# What is required:
For every line in the records below that holds "base", make a copy.

# Given information:
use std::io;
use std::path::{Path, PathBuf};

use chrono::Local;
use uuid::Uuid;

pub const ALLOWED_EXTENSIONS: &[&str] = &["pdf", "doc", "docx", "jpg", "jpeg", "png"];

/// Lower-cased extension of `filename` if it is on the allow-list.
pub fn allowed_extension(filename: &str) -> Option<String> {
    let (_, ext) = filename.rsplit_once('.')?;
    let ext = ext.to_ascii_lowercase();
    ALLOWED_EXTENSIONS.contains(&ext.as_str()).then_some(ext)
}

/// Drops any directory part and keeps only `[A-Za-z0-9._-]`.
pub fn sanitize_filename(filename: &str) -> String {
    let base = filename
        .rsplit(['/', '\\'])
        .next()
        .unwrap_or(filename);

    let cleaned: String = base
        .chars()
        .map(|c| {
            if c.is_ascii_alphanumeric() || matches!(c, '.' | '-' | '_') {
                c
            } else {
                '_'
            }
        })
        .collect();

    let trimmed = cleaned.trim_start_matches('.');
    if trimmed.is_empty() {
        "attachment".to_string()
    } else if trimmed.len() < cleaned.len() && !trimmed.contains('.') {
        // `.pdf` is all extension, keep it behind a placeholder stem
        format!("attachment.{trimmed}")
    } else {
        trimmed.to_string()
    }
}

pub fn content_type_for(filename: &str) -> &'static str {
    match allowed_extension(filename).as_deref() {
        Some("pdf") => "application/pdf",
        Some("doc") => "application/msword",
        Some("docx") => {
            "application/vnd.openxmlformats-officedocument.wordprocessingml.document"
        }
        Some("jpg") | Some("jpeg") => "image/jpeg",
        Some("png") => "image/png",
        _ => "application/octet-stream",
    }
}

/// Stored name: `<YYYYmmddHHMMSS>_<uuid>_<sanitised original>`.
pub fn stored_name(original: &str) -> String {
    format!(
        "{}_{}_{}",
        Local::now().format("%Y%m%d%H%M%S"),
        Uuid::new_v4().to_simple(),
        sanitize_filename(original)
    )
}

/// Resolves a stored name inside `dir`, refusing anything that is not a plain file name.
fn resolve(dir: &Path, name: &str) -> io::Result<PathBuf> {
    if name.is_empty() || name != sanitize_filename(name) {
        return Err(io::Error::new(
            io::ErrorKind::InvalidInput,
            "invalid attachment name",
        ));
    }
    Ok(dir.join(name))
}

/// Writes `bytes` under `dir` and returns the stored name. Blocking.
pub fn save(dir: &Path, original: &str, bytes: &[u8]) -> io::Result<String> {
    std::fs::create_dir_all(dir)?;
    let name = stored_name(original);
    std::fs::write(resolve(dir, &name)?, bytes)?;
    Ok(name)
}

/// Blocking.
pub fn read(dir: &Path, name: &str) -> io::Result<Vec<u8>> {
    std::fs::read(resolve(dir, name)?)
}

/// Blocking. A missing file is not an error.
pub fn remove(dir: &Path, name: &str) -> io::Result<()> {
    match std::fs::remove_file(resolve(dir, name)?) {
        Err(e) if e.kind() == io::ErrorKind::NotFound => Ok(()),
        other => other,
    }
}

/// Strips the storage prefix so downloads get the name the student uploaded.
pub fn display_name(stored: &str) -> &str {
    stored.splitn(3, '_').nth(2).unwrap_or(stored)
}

# Your solution:
    let base = filename
    let cleaned: String = base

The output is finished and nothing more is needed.